Musikalisch war der Auftritt nahe an der Perfektion, wofür neben Vedders hallenfüllendem Organ das Spiel von Leadgitarrist Mike McCready große Teile beitrug. Das minutenlange Solo bei "Porch" war großartig - und nicht nur dieses. Die Band sprühte vor Energie und hatte auf der Bühne sichtbar Spaß, das Publikum im Innenraum und auf den Rängen nicht minder.

Spaß statt Weltschmerz

Das ist ein weiterer Grund dafür, dass der Abend nicht zur nostalgischen Fremdscham-Nummer verkam. Denn Pearl Jam versuchten einfach nicht die zu sein, die sie früher waren. Musikalisch sind sie sich weitgehend treu geblieben, die Attitüde ist allerdings eine ganz andere.
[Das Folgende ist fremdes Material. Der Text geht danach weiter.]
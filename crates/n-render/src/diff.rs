// SPDX-License-Identifier: MIT
//
// BufferDiffer: turns two frames into the ops that take the terminal from
// one to the other.
//
// The output is a flat list of `DiffOp`s, the only contract between the
// differ and the encoder. The differ decides *what* changes; the encoder
// decides how many bytes that costs.
//
// Granularity is the row. A changed row is rewritten in full: move to its
// start, clear it, write its content. Row-level diffing costs a few extra
// bytes over cell-level diffing on partially changed rows, but it can never
// leave stale cells behind and it keeps the op stream trivially verifiable.
//
// Row content is emitted as runs of equal style. Trailing empty cells are
// not written (the clear-line already produced them), and continuation
// cells are skipped (the terminal advances two columns for a wide glyph).
//
// The differ tracks the style the terminal will be in as the ops are
// applied, starting from the default at the top of every frame. A run only
// gets a set-attribute when its style differs from that, and the style is
// reset to the default before every clear-line, since EL erases with the
// current background color.
//
// Two modes:
//
//   Sparse  one move + clear + content per changed row. Unchanged rows,
//           including gaps between changed rows, emit nothing.
//   Span    one move to the first changed row, then every row from first to
//           last changed (gaps included) as clear + content, CRLF-joined.

use crate::buffer::TerminalBuffer;
use crate::cell::{Cell, Style};
use crate::geometry::Size;

// ─── DiffOp ─────────────────────────────────────────────────────────────────

/// A single terminal change.
#[derive(Debug, Clone, PartialEq, Eq)]
pub enum DiffOp {
    /// Make `Style` the active rendition.
    SetAttribute(Style),
    /// Move to column `x`, row `y` (0-indexed).
    MoveCursor { x: u16, y: u16 },
    /// Raw UTF-8 bytes: row content or a CRLF.
    WriteBytes(Vec<u8>),
    /// Erase from the cursor to the end of the line.
    ClearLine,
    /// Erase the whole screen and home the cursor.
    ClearScreen,
}

/// An ordered list of ops for one frame.
#[derive(Debug, Clone, Default, PartialEq, Eq)]
pub struct DiffOps {
    ops: Vec<DiffOp>,
    full_redraw: bool,
}

impl DiffOps {
    #[must_use]
    pub const fn new() -> Self {
        Self {
            ops: Vec::new(),
            full_redraw: false,
        }
    }

    #[inline]
    pub fn push(&mut self, op: DiffOp) {
        self.ops.push(op);
    }

    #[inline]
    #[must_use]
    pub fn len(&self) -> usize {
        self.ops.len()
    }

    #[inline]
    #[must_use]
    pub fn is_empty(&self) -> bool {
        self.ops.is_empty()
    }

    /// Whether this frame starts from a cleared screen.
    #[inline]
    #[must_use]
    pub const fn is_full_redraw(&self) -> bool {
        self.full_redraw
    }

    #[inline]
    #[must_use]
    pub fn as_slice(&self) -> &[DiffOp] {
        &self.ops
    }

    pub fn iter(&self) -> std::slice::Iter<'_, DiffOp> {
        self.ops.iter()
    }

    /// Total content bytes carried by write ops.
    #[must_use]
    pub fn payload_len(&self) -> usize {
        self.ops
            .iter()
            .map(|op| match op {
                DiffOp::WriteBytes(bytes) => bytes.len(),
                _ => 0,
            })
            .sum()
    }
}

impl<'a> IntoIterator for &'a DiffOps {
    type Item = &'a DiffOp;
    type IntoIter = std::slice::Iter<'a, DiffOp>;

    fn into_iter(self) -> Self::IntoIter {
        self.ops.iter()
    }
}

// ─── BufferDiffer ───────────────────────────────────────────────────────────

/// How incremental frames address changed rows.
#[derive(Debug, Clone, Copy, PartialEq, Eq, Default)]
pub enum DiffMode {
    /// One cursor move per changed row.
    #[default]
    Sparse,
    /// One cursor move, then the inclusive range of changed rows.
    Span,
}

/// Computes [`DiffOps`] between two buffers.
#[derive(Debug, Clone, Copy, Default)]
pub struct BufferDiffer {
    mode: DiffMode,
}

impl BufferDiffer {
    #[must_use]
    pub const fn new(mode: DiffMode) -> Self {
        Self { mode }
    }

    #[must_use]
    pub const fn mode(&self) -> DiffMode {
        self.mode
    }

    /// Ops that turn a terminal showing `prev` into one showing `next`.
    ///
    /// No `prev`, or a `prev` whose size is not `size`, produces a full
    /// redraw. Identical buffers produce no ops.
    ///
    /// ```
    /// use n_render::buffer::TerminalBuffer;
    /// use n_render::diff::{BufferDiffer, DiffMode, DiffOp};
    ///
    /// let prev = TerminalBuffer::from_lines(4, &["AAAA", "BBBB"]);
    /// let next = TerminalBuffer::from_lines(4, &["AAAA", "CCCC"]);
    /// let ops = BufferDiffer::new(DiffMode::Sparse).diff(Some(&prev), &next, next.size());
    /// assert_eq!(
    ///     ops.as_slice(),
    ///     &[
    ///         DiffOp::MoveCursor { x: 0, y: 1 },
    ///         DiffOp::ClearLine,
    ///         DiffOp::WriteBytes(b"CCCC".to_vec()),
    ///     ]
    /// );
    /// ```
    #[must_use]
    pub fn diff(&self, prev: Option<&TerminalBuffer>, next: &TerminalBuffer, size: Size) -> DiffOps {
        let prev = prev.filter(|p| p.size() == size && next.size() == size);
        let Some(prev) = prev else {
            return full_redraw(next);
        };

        let changed = next.diff(prev);
        let mut out = RowEmitter::default();

        match self.mode {
            DiffMode::Sparse => {
                for y in changed {
                    out.ops.push(DiffOp::MoveCursor { x: 0, y });
                    out.row(next.row(y).unwrap_or_default());
                }
            }
            DiffMode::Span => {
                if let (Some(&first), Some(&last)) = (changed.first(), changed.last()) {
                    out.ops.push(DiffOp::MoveCursor { x: 0, y: first });
                    for y in first..=last {
                        if y > first {
                            out.crlf();
                        }
                        out.row(next.row(y).unwrap_or_default());
                    }
                }
            }
        }

        out.ops
    }
}

/// Clear the screen and write every row, CRLF-joined.
fn full_redraw(next: &TerminalBuffer) -> DiffOps {
    let mut out = RowEmitter::default();
    out.ops.full_redraw = true;
    out.ops.push(DiffOp::ClearScreen);
    for (y, row) in next.rows().enumerate() {
        if y > 0 {
            out.crlf();
        }
        out.row(row);
    }
    out.ops
}

// ─── RowEmitter ─────────────────────────────────────────────────────────────

/// Accumulates ops while tracking the style the terminal will be in.
#[derive(Default)]
struct RowEmitter {
    ops: DiffOps,
    active: Style,
}

impl RowEmitter {
    fn crlf(&mut self) {
        self.ops.push(DiffOp::WriteBytes(b"\r\n".to_vec()));
    }

    fn set_style(&mut self, style: Style) {
        if style != self.active {
            self.ops.push(DiffOp::SetAttribute(style));
            self.active = style;
        }
    }

    /// Clear the line at the cursor and write `row` from there.
    fn row(&mut self, row: &[Cell]) {
        self.set_style(Style::DEFAULT);
        self.ops.push(DiffOp::ClearLine);

        let end = row.iter().rposition(|c| !c.is_empty()).map_or(0, |i| i + 1);
        let mut run = String::new();
        let mut run_style = self.active;

        for cell in &row[..end] {
            let Some(ch) = cell.character() else {
                continue;
            };
            if cell.style != run_style && !run.is_empty() {
                self.flush_run(&mut run, run_style);
            }
            run_style = cell.style;
            run.push(ch);
        }
        self.flush_run(&mut run, run_style);
    }

    fn flush_run(&mut self, run: &mut String, style: Style) {
        if run.is_empty() {
            return;
        }
        self.set_style(style);
        self.ops.push(DiffOp::WriteBytes(std::mem::take(run).into_bytes()));
    }
}

// ─── Tests ──────────────────────────────────────────────────────────────────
Statt Weltschmerz, der einst die Seele des Grunge war, strahlte die Band vielmehr einen professionellen Optimismus aus. "Passt auf euch auf, seid aktiv und voller Energie", gab Vedder dem Publikum mit auf den Weg.

Pearl Jam waren zwar schon damals keine Vertreter der reinen Lehre, nie so melancholisch leidend und dramatisch selbstzerstörerisch wie etwa Nirvana, deren Frontmann Kurt Cobain sich 1994 das Leben nahm. Aber sie waren doch angemessen schwermütig und ernst, wie es sich für ein Aushängeschild der Grunge-Kultur gehörte.

Anlässe für Kummer und Verdruss gibt es zwar auch heute zuhauf, doch statt auf der Bühne über Seuchen und Krieg zu verzagen, verteilen Pearl Jam 2022 jede Menge Streicheleinheiten für Herz und Seele. Ein bisschen Weltschmerz blitzte zwar hier und da bei ihrem Auftritt in der Frankfurter Festhalle noch durch, wie etwa zu Beginn der Zugabe, als Vedder einen längeren Monolog über Wut und Frust angesichts des Krieges in der Ukraine und des aktuellen Abtreibungsurteils in den USA hielt.

Der Grunge ist tot

Aber der Grundtenor des Abends war: Habt Spaß und genießt das Leben! Vielleicht haben Pearl Jam dadurch an Relevanz eingebüßt, ganz sicher ist alles ein bisschen glatter geworden. Aber nur so funktioniert es, denn es wäre doch etwas befremdlich, würde sich ein 57-Jähriger wie Vedder weiterhin in pubertärem Selbstmitleid suhlen. Es ist eben nicht mehr 1992, und der Grunge ist tot.